§ GOAL OF THE EXERCISE
Go through the data below. List every line that holds the word "precision".

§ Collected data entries
........
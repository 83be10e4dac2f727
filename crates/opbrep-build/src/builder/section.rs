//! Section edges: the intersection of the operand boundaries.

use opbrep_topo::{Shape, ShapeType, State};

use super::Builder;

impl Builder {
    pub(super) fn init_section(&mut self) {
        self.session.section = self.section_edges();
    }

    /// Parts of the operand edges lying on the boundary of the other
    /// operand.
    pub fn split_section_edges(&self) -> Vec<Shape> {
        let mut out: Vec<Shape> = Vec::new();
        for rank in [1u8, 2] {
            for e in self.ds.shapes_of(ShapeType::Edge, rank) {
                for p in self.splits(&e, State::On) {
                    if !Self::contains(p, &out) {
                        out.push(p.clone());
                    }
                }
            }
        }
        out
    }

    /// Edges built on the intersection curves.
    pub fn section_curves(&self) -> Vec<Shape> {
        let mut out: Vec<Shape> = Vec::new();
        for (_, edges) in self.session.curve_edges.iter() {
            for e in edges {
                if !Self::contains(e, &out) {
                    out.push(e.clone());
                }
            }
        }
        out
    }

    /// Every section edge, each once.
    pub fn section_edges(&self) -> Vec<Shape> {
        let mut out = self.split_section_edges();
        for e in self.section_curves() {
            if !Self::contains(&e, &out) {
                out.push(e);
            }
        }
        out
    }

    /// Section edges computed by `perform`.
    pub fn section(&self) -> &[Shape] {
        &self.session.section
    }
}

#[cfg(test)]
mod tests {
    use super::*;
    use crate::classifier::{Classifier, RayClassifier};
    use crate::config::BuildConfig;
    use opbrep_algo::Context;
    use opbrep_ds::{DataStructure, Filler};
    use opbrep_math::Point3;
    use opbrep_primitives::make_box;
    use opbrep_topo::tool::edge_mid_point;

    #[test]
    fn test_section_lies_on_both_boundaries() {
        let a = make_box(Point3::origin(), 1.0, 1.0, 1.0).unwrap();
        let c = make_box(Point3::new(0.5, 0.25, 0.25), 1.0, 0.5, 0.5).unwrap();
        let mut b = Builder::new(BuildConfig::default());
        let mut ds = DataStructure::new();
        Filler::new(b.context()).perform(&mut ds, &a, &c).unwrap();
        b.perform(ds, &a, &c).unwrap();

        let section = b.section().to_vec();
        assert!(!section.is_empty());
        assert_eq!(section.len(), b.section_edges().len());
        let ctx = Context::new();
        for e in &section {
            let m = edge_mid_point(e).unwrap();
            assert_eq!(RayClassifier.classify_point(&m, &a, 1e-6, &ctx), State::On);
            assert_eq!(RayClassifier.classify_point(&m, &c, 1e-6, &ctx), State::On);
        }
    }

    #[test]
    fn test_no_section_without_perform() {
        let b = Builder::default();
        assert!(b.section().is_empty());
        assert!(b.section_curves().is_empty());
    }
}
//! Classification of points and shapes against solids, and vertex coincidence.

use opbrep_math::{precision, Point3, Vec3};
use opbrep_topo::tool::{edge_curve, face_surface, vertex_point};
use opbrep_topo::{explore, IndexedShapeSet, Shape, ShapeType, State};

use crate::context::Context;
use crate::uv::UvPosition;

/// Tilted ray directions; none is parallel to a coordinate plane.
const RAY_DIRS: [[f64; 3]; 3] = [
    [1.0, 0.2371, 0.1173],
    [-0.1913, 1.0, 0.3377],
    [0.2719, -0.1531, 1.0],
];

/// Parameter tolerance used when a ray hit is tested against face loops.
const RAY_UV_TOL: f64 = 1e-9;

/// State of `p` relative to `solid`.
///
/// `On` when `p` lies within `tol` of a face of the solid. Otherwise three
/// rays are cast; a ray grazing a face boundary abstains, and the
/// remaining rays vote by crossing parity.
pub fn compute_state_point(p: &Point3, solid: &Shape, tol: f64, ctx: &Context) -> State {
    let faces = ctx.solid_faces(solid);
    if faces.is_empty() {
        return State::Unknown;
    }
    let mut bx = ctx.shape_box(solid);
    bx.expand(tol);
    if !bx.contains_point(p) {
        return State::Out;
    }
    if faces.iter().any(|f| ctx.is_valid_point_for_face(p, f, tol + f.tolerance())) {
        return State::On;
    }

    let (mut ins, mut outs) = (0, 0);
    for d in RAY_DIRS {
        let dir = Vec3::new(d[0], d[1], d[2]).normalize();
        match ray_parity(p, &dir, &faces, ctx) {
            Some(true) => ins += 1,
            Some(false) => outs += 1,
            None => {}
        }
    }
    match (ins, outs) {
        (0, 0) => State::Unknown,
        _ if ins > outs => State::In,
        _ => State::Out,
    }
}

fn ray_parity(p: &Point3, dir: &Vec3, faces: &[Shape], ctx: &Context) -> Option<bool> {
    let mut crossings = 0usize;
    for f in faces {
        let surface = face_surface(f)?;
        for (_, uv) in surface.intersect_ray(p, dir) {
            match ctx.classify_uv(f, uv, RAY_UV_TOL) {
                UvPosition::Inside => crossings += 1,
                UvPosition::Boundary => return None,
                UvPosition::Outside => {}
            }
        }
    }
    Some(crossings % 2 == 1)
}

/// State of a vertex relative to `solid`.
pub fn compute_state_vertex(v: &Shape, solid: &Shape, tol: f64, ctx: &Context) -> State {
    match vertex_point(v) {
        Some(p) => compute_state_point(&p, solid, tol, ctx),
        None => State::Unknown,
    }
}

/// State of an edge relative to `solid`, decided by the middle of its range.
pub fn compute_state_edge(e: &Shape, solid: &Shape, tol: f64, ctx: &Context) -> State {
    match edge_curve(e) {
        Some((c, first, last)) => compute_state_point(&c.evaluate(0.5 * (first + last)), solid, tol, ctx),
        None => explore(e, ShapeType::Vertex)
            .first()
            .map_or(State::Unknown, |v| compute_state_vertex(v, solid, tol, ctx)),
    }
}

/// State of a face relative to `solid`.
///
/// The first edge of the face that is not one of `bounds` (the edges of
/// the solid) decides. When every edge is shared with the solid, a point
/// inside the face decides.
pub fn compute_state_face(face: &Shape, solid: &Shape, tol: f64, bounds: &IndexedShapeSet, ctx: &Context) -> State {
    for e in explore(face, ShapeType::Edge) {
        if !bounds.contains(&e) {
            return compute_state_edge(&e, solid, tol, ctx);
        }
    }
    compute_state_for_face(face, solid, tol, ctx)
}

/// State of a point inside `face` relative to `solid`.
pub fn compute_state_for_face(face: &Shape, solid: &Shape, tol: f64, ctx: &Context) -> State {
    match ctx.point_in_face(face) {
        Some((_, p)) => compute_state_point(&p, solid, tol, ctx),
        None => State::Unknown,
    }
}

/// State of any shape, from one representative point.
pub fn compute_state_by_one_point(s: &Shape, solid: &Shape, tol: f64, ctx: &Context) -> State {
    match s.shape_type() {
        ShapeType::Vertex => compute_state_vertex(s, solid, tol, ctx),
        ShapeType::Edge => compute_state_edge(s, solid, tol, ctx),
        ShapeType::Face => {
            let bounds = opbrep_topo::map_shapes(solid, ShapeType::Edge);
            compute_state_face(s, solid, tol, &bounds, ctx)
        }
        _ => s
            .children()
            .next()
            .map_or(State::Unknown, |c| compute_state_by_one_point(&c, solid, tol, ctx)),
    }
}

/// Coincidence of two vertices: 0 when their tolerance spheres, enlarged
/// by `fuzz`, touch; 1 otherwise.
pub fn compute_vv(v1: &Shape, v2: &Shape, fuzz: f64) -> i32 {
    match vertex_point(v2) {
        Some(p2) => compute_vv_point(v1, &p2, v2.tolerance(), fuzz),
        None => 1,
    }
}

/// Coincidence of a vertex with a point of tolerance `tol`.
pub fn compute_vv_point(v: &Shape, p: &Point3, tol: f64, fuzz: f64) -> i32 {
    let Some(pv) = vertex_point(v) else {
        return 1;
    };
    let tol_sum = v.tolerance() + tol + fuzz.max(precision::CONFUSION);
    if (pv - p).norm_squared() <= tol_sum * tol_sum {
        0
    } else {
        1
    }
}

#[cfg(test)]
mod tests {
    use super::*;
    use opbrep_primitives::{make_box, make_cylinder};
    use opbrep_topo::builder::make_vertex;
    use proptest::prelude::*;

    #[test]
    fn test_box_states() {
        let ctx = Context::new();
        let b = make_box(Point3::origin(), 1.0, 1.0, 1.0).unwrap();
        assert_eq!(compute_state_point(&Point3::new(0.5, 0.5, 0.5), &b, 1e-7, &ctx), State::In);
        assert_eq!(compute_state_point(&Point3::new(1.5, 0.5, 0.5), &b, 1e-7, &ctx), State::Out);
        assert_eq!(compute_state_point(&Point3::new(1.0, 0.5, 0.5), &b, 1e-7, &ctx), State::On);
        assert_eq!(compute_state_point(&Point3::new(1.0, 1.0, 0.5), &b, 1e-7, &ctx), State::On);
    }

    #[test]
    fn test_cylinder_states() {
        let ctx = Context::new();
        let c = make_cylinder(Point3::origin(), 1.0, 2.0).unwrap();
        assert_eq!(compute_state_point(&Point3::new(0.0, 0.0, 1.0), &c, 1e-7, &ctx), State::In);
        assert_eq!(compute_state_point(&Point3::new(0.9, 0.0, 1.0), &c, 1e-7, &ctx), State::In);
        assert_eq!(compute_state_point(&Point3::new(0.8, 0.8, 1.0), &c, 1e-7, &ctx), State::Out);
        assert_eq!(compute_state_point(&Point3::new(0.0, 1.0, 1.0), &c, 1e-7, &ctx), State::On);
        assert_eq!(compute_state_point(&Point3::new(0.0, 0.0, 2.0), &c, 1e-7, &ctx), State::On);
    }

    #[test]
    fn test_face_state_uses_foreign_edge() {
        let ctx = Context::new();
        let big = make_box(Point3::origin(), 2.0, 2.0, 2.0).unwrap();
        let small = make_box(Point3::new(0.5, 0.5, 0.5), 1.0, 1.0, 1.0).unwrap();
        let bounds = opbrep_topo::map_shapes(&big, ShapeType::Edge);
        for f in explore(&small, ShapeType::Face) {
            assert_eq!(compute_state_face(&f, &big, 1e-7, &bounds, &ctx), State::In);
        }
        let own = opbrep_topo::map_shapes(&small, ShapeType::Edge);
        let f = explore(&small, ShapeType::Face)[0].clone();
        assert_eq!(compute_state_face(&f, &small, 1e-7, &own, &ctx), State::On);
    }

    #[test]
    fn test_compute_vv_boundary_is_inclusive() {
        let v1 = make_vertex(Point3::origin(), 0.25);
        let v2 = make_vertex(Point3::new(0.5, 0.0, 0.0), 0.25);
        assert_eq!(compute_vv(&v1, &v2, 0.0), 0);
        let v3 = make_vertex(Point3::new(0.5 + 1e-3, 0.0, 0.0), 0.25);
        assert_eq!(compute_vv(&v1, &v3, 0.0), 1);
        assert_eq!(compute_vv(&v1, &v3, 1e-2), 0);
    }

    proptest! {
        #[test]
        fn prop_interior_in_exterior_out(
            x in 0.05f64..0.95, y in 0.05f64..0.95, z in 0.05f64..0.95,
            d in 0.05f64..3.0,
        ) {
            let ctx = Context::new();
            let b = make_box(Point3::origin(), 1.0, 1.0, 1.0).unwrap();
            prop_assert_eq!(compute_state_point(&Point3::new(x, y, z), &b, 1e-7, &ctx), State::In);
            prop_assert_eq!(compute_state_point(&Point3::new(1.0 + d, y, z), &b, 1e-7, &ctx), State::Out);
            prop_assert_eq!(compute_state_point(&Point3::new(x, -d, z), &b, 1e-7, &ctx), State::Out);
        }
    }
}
........
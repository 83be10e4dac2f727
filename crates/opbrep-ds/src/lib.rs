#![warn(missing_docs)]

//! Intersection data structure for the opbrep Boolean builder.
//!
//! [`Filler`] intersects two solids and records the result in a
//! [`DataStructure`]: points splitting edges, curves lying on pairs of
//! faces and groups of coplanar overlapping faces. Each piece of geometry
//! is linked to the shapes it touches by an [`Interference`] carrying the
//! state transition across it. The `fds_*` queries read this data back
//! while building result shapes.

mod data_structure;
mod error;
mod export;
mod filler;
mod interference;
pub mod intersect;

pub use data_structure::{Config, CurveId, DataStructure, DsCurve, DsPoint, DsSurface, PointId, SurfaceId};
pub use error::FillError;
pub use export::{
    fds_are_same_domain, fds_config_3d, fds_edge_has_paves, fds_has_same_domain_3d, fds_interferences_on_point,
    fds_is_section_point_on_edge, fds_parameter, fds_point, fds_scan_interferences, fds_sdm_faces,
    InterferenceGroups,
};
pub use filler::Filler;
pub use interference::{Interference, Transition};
........
§ OUTPUT BELOW
use opbrep_math::{precision, Point3, Vec3};
    let tol_sum = v.tolerance() + tol + fuzz.max(precision::CONFUSION);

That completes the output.